Early Metabolic Differences in Alzheimer’s Disease Mouse Model and Exercise Intervention Treatment

Abstract

Alzheimer's disease (AD) is a neurodegenerative disorder that affects the central nervous system (CNS). In this study, we characterized and examined the early metabolic changes of the triple transgenic Alzheimer's disease (3xtg-AD) mouse model.

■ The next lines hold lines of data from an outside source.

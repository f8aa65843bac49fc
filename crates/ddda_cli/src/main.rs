use std::fs;
use std::path::{Path, PathBuf};
use std::process;
use std::time::{SystemTime, UNIX_EPOCH};

use clap::{Parser, ValueEnum};
use ddda_core::catalog::{ItemCatalog, ItemEntry};
use ddda_core::person::PersonKind;
use ddda_core::session::EditSession;
use ddda_core::{Result, SaveError};
use serde_json::{Map as JsonMap, Value as JsonValue};

#[derive(Copy, Clone, Debug, PartialEq, Eq, ValueEnum)]
enum PersonArg {
    Player,
    MainPawn,
    PawnA,
    PawnB,
    Storage,
}

impl From<PersonArg> for PersonKind {
    fn from(arg: PersonArg) -> Self {
        match arg {
            PersonArg::Player => PersonKind::Player,
            PersonArg::MainPawn => PersonKind::MainPawn,
            PersonArg::PawnA => PersonKind::PawnA,
            PersonArg::PawnB => PersonKind::PawnB,
            PersonArg::Storage => PersonKind::Storage,
        }
    }
}

#[derive(Debug, Parser)]
#[command(author, version, about)]
struct Cli {
    #[arg(value_name = "DDDA.sav")]
    path: PathBuf,
    /// Which person queries and edits apply to.
    #[arg(long, value_enum, default_value_t = PersonArg::Player)]
    person: PersonArg,
    /// Item catalog JSON (scraped reference data) for names and tier tags.
    #[arg(long, value_name = "items.json")]
    catalog: Option<PathBuf>,
    #[arg(long)]
    info: bool,
    #[arg(long)]
    equipment: bool,
    #[arg(long)]
    inventory: bool,
    /// Sweep the selected person for replica/count/owner anomalies.
    #[arg(long)]
    anomalies: bool,
    #[arg(long)]
    json: bool,
    #[arg(long = "set-name", value_name = "NAME")]
    set_name: Option<String>,
    #[arg(long = "set-level", value_name = "1..200")]
    set_level: Option<i64>,
    #[arg(long = "set-vocation", value_name = "0..8")]
    set_vocation: Option<i64>,
    #[arg(long = "set-vocation-level", value_name = "1..9")]
    set_vocation_level: Option<i64>,
    /// Add one of an item by catalog id (repeatable; merges into stacks).
    #[arg(long = "add-item", value_name = "ITEM_ID")]
    add_item: Vec<i64>,
    /// Remove one of an item by catalog id (repeatable).
    #[arg(long = "take-item", value_name = "ITEM_ID")]
    take_item: Vec<i64>,
    /// Print the payload serialization.
    #[arg(long = "dump-xml")]
    dump_xml: bool,
    /// Re-indent the dump for reading.
    #[arg(long, requires = "dump_xml")]
    pretty: bool,
    /// Strip the dump to a single line.
    #[arg(long, requires = "dump_xml", conflicts_with = "pretty")]
    compact: bool,
    /// Show every payload line changed by this invocation's edits.
    #[arg(long)]
    diff: bool,
    /// Re-encode and write the save here (backs up an existing file first).
    #[arg(long, value_name = "OUT.sav")]
    output: Option<PathBuf>,
}

fn main() {
    env_logger::init();
    let cli = Cli::parse();
    if let Err(err) = run(&cli) {
        eprintln!("error: {err}");
        process::exit(1);
    }
}

fn run(cli: &Cli) -> Result<()> {
    let mut session = EditSession::from_file(&cli.path)?;
    let catalog = match &cli.catalog {
        Some(path) => Some(load_catalog(path)?),
        None => None,
    };
    let kind = PersonKind::from(cli.person);

    if let Some(name) = &cli.set_name {
        session.set_name(kind, name)?;
    }
    if let Some(level) = cli.set_level {
        session.set_level(kind, level)?;
    }
    if let Some(vocation) = cli.set_vocation {
        session.set_vocation(kind, vocation)?;
    }
    if let Some(value) = cli.set_vocation_level {
        session.set_proficiency(kind, value)?;
    }
    for &item_no in &cli.add_item {
        session.give(kind, item_no, 1)?;
    }
    for &item_no in &cli.take_item {
        session.give(kind, item_no, -1)?;
    }

    let any_query = cli.info || cli.equipment || cli.inventory || cli.anomalies;
    let show_info = cli.info
        || (!any_query && !cli.dump_xml && !cli.diff && cli.output.is_none());

    if cli.json {
        let mut map = JsonMap::new();
        if show_info {
            map.insert(
                "person".to_string(),
                ddda_render::person_json(&session.snapshot(kind)?),
            );
        }
        if cli.equipment {
            map.insert(
                "equipment".to_string(),
                ddda_render::equipment_json(&session.equipment(kind)?, catalog.as_ref()),
            );
        }
        if cli.inventory {
            map.insert(
                "inventory".to_string(),
                ddda_render::items_json(&session.items(kind)?, catalog.as_ref()),
            );
        }
        if cli.anomalies {
            map.insert(
                "anomalies".to_string(),
                ddda_render::anomalies_json(&session.validate(kind)?),
            );
        }
        if cli.diff {
            map.insert(
                "diff".to_string(),
                ddda_render::diff_json(&session.diff()),
            );
        }
        if !map.is_empty() {
            println!("{}", JsonValue::Object(map));
        }
    } else {
        if show_info {
            print!("{}", ddda_render::info_text(&session.snapshot(kind)?));
        }
        if cli.equipment {
            print!(
                "{}",
                ddda_render::equipment_text(&session.equipment(kind)?, catalog.as_ref())
            );
        }
        if cli.inventory {
            print!(
                "{}",
                ddda_render::items_text(&session.items(kind)?, catalog.as_ref())
            );
        }
        if cli.anomalies {
            print!("{}", ddda_render::anomalies_text(&session.validate(kind)?));
        }
        if cli.diff {
            print!("{}", ddda_render::diff_text(&session.diff()));
        }
    }

    if cli.dump_xml {
        if cli.pretty {
            print!("{}", session.pretty_xml());
        } else if cli.compact {
            println!("{}", session.compact_xml());
        } else {
            print!("{}", session.to_xml());
        }
    }

    if let Some(output) = &cli.output {
        backup_existing(output)?;
        session.save_to(output)?;
        println!("wrote {}", output.display());
    }

    Ok(())
}

fn load_catalog(path: &Path) -> Result<ItemCatalog> {
    let bytes = fs::read(path)?;
    let entries: Vec<ItemEntry> = serde_json::from_slice(&bytes)
        .map_err(|e| SaveError::Decode(format!("item catalog {}: {e}", path.display())))?;
    Ok(ItemCatalog::from_entries(entries))
}

/// Copy an existing file aside as `<stem>-YYYYmmdd_HHMMSS<ext>` (UTC, from
/// its mtime) before it gets overwritten. A backup already carrying that
/// stamp means this second was handled; nothing is copied twice.
fn backup_existing(path: &Path) -> Result<()> {
    if !path.is_file() {
        return Ok(());
    }
    let modified = fs::metadata(path)?.modified()?;
    let backup = backup_path(path, &format_utc_stamp(modified));
    if backup.is_file() {
        return Ok(());
    }
    fs::copy(path, &backup)?;
    Ok(())
}

fn backup_path(path: &Path, stamp: &str) -> PathBuf {
    let stem = path
        .file_stem()
        .map(|s| s.to_string_lossy().into_owned())
        .unwrap_or_default();
    let name = match path.extension() {
        Some(ext) => format!("{stem}-{stamp}.{}", ext.to_string_lossy()),
        None => format!("{stem}-{stamp}"),
    };
    path.with_file_name(name)
}

fn format_utc_stamp(time: SystemTime) -> String {
    let secs = time
        .duration_since(UNIX_EPOCH)
        .map(|d| d.as_secs())
        .unwrap_or(0);
    let days = (secs / 86400) as i64;
    let rem = secs % 86400;
    let (year, month, day) = civil_from_days(days);
    format!(
        "{year:04}{month:02}{day:02}_{:02}{:02}{:02}",
        rem / 3600,
        rem % 3600 / 60,
        rem % 60
    )
}

// Gregorian date from days since the epoch (Howard Hinnant's civil_from_days).
fn civil_from_days(days: i64) -> (i64, u32, u32) {
    let z = days + 719468;
    let era = z.div_euclid(146097);
    let doe = z.rem_euclid(146097) as u64;
    let yoe = (doe - doe / 1460 + doe / 36524 - doe / 146096) / 365;
    let year = yoe as i64 + era * 400;
    let doy = doe - (365 * yoe + yoe / 4 - yoe / 100);
    let mp = (5 * doy + 2) / 153;
    let day = (doy - (153 * mp + 2) / 5 + 1) as u32;
    let month = if mp < 10 { mp + 3 } else { mp - 9 } as u32;
    (if month <= 2 { year + 1 } else { year }, month, day)
}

We examined its relationship with the hypothalamus, a key regulator of metabolism in the CNS. We observed that the 3xtg-AD model exhibited significantly increased oxygen consumption as well as food intake before previously reported amyloid plaque formation, indicating that metabolic abnormalities occurred at early on-set in the 3xtg-AD model compared to a background control. Analysis of mRNA expression in the hypothalamus showed increased gene expression of inflammation and apoptosis related genes and decreased gene expression of orexigenic neuropeptide Y (NPY) at 12 weeks. Analysis utilizing immunofluorescence revealed that anorexigenic pro-opiomelanocortin (POMC) neurons were reduced at 24 weeks in 3xtg-AD model. NPY and POMC act as orexigenic and anorexigenic regulators of metabolism in the hypothalamus. Exercise has been known to stimulate positive effects throughout the CNS and has been studied as a possible treatment for many different neurological disease. Our study wanted to understand the effect of exercise on the 3xtg-AD model. Four-weeks of voluntary exercise treatment was sufficient to reduce several inflammation and apoptosis related gene expression in the hypothalamus. Eight- weeks of voluntary exercise in the 3xtg-AD mice increased POMC and NPY neuron populations compared to sedentary conditions. Our results indicated that early on-set of metabolic abnormalities may have contributed to the pathology of AD. These metabolic abnormalities appeared during the same interval with increased inflammation and decreased neuronal populations and key neuropeptides in the hypothalamus.